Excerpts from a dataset

○ ○ ○

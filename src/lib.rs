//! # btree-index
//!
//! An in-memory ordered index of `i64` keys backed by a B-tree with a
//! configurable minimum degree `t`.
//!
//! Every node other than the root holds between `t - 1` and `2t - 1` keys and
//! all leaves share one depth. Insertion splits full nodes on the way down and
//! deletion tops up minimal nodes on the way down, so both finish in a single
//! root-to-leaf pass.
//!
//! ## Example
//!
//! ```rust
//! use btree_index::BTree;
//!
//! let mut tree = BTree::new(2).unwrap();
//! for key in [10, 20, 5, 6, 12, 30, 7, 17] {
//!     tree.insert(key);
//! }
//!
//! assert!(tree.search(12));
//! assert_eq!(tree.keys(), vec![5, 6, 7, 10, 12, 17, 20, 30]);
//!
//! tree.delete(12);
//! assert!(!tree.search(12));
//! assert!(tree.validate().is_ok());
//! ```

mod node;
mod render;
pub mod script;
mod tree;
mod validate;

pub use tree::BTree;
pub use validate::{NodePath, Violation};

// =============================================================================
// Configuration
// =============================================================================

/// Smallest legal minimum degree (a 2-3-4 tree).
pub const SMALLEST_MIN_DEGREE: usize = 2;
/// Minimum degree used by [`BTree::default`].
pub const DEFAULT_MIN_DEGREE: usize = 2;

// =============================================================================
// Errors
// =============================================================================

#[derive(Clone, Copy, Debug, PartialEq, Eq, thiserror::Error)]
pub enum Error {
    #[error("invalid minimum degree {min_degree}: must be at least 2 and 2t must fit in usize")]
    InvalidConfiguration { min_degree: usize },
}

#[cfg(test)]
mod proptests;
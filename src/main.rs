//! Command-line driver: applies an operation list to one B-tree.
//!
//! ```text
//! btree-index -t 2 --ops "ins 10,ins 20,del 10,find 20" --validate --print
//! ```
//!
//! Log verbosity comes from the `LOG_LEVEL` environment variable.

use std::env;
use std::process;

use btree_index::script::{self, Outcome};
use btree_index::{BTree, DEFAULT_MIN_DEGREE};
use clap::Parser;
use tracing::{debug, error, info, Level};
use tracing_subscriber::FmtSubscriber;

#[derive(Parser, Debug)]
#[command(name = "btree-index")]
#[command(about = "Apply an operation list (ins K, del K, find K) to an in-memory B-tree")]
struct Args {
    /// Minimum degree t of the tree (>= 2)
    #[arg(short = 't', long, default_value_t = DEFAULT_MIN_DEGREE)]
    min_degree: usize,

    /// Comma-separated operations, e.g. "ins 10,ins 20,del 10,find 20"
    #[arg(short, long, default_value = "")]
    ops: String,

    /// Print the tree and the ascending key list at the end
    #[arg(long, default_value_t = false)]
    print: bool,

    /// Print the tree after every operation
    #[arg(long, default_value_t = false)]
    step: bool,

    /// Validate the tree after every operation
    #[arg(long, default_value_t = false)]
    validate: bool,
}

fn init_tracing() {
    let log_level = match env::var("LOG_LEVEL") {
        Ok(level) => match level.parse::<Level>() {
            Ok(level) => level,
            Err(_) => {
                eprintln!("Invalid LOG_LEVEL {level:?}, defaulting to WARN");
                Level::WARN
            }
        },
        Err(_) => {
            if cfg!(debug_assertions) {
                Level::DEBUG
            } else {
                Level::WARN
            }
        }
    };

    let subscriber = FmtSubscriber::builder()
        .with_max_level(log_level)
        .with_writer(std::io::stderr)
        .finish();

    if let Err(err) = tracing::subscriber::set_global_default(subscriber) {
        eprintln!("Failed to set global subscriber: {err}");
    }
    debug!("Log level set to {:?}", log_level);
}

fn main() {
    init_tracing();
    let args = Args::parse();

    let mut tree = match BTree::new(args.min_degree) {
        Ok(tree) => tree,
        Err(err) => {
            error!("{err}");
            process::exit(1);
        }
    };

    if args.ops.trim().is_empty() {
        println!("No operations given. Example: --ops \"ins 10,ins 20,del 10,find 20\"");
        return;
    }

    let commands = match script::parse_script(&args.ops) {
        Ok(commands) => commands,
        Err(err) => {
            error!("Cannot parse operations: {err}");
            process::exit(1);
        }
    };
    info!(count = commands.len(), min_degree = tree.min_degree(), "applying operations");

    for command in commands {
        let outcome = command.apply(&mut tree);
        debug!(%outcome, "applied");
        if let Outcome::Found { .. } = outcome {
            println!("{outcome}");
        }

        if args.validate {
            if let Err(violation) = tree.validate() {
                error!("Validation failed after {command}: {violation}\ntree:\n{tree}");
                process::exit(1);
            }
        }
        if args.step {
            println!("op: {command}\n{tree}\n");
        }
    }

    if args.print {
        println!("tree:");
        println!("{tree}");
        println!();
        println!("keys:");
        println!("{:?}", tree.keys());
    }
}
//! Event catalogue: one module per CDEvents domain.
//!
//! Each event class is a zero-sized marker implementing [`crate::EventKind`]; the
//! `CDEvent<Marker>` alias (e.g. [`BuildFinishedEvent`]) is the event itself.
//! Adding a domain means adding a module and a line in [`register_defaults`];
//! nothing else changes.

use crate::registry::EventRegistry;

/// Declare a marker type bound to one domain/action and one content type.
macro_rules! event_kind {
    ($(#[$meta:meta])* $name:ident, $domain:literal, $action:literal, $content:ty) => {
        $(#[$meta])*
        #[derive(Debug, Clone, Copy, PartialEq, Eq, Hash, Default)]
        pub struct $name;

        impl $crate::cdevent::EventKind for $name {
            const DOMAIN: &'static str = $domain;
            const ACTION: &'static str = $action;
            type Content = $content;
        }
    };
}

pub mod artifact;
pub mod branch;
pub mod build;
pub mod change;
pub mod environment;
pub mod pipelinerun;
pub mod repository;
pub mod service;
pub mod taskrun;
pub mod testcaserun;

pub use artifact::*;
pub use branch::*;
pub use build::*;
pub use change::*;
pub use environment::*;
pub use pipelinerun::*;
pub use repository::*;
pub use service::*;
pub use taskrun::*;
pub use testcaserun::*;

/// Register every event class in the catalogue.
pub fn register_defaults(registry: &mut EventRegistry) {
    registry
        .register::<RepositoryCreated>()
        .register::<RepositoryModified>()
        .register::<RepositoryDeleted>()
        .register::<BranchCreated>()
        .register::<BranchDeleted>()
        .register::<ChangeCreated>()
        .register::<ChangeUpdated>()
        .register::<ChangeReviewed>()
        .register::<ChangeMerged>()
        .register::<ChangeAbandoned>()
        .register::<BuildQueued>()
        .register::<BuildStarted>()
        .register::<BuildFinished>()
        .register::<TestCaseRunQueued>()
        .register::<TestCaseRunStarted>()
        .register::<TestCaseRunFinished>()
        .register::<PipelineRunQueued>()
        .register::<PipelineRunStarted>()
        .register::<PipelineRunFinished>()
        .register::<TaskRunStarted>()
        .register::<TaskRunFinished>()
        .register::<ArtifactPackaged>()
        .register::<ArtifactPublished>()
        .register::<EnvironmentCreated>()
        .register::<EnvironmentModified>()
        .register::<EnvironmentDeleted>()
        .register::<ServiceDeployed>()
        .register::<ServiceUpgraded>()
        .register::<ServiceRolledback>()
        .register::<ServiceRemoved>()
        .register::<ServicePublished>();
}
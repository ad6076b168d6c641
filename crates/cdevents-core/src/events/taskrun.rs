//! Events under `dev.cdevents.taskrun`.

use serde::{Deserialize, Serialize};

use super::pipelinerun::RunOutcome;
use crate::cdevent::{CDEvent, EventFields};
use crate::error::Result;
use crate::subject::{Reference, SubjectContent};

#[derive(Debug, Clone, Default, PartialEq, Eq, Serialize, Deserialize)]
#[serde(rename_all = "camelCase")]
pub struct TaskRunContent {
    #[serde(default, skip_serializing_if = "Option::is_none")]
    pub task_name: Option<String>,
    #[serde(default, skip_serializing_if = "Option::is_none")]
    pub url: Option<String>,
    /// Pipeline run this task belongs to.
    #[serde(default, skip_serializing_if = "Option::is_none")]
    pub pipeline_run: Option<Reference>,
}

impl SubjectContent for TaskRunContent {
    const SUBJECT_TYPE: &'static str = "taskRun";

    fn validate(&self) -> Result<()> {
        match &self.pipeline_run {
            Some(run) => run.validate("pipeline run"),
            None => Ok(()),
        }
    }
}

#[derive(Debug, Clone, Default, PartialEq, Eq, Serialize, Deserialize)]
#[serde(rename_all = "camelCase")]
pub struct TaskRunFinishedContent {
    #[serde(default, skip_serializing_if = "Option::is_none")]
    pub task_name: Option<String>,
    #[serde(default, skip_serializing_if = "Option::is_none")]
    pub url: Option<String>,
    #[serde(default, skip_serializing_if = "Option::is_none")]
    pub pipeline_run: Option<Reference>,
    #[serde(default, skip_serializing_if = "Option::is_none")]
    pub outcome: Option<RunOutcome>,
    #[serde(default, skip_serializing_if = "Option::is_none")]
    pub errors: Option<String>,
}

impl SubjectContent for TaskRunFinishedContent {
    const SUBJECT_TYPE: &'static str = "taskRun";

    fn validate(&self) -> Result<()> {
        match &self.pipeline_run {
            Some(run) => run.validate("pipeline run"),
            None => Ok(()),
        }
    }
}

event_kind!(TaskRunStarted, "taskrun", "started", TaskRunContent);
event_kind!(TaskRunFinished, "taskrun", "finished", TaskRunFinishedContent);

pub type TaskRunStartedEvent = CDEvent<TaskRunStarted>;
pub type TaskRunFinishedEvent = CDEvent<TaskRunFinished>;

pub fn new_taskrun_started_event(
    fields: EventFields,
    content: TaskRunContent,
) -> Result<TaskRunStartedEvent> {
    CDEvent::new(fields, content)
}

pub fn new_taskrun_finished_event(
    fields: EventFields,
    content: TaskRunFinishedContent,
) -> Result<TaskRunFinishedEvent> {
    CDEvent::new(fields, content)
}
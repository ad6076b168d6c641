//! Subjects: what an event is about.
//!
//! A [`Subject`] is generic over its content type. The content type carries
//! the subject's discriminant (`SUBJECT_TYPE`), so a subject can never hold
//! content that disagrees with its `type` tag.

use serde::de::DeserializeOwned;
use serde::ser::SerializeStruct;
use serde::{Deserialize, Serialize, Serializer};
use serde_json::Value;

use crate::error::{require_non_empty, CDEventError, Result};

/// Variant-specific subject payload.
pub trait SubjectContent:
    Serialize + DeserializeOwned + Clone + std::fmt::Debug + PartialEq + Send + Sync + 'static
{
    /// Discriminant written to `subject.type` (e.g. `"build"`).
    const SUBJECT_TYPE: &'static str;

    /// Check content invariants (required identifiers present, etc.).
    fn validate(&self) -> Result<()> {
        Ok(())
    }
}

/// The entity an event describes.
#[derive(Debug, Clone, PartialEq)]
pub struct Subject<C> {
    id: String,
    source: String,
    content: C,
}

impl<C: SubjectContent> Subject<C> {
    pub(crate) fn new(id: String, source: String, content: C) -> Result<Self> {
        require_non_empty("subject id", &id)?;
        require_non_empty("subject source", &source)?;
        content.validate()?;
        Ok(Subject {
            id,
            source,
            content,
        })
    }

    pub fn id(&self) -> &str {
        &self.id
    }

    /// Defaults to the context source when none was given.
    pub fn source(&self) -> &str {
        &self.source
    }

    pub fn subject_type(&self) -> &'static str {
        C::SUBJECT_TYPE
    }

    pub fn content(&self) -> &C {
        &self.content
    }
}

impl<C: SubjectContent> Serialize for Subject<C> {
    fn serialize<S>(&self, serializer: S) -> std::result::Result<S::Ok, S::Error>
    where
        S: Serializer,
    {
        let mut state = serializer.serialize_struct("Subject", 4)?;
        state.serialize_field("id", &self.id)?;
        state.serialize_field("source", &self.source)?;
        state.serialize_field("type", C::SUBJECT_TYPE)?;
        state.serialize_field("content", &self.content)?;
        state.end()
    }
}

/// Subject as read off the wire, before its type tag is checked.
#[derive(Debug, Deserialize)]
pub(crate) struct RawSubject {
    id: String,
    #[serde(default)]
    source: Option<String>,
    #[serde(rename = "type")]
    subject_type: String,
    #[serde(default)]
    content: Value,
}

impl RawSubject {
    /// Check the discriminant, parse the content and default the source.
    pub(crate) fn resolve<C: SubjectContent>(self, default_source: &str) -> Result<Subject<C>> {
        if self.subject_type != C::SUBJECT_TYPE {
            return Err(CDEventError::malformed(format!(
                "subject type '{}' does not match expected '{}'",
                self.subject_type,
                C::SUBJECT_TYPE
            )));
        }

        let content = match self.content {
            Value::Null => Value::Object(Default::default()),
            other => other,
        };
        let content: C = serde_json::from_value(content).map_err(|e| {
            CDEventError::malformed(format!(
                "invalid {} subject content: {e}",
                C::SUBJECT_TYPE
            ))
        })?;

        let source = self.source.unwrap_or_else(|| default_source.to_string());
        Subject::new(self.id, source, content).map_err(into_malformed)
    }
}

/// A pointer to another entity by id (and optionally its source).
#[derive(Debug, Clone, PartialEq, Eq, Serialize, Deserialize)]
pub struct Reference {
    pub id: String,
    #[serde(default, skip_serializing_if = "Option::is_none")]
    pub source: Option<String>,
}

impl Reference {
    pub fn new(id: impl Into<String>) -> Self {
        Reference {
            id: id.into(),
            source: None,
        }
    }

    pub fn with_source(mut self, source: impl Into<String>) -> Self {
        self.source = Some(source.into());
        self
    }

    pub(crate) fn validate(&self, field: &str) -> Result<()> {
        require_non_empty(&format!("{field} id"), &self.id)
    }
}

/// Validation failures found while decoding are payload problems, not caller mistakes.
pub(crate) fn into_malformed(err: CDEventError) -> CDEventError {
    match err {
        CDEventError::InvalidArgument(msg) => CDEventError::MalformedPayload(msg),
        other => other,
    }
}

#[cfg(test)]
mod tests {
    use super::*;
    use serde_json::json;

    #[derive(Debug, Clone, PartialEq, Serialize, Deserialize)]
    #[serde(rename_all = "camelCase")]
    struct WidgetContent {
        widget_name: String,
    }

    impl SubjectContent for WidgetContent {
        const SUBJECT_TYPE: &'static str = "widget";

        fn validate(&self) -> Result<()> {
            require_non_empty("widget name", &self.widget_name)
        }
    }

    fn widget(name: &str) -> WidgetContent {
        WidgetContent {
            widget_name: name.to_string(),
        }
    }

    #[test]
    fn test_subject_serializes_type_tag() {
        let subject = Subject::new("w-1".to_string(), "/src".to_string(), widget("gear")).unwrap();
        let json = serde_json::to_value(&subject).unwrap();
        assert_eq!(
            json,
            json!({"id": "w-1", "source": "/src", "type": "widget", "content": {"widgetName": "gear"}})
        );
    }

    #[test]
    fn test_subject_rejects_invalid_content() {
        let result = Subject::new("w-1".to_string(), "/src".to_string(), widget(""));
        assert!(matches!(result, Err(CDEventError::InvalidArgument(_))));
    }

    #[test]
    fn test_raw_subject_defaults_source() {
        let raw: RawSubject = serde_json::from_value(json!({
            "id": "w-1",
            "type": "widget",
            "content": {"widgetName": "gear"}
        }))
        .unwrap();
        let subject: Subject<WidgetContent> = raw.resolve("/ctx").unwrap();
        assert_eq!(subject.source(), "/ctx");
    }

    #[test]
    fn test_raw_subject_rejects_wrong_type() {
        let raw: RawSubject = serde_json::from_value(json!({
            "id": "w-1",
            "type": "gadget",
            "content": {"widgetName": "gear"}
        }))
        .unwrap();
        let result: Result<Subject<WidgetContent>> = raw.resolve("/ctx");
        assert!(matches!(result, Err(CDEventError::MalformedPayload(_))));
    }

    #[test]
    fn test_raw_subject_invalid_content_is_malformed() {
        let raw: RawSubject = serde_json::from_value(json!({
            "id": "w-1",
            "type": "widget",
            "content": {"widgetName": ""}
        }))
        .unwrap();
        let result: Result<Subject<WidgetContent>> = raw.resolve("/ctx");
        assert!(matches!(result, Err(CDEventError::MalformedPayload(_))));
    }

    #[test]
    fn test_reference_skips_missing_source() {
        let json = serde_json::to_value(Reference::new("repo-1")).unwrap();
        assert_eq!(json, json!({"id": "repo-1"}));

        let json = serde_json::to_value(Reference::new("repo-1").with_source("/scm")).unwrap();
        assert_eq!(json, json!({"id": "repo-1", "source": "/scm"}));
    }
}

○ ○ ○

Go through the records and show every line with the string "WidgetContent" in it.

Solved problem
    struct WidgetContent {
    impl SubjectContent for WidgetContent {
    fn widget(name: &str) -> WidgetContent {
        WidgetContent {
        let subject: Subject<WidgetContent> = raw.resolve("/ctx").unwrap();
        let result: Result<Subject<WidgetContent>> = raw.resolve("/ctx");
        let result: Result<Subject<WidgetContent>> = raw.resolve("/ctx");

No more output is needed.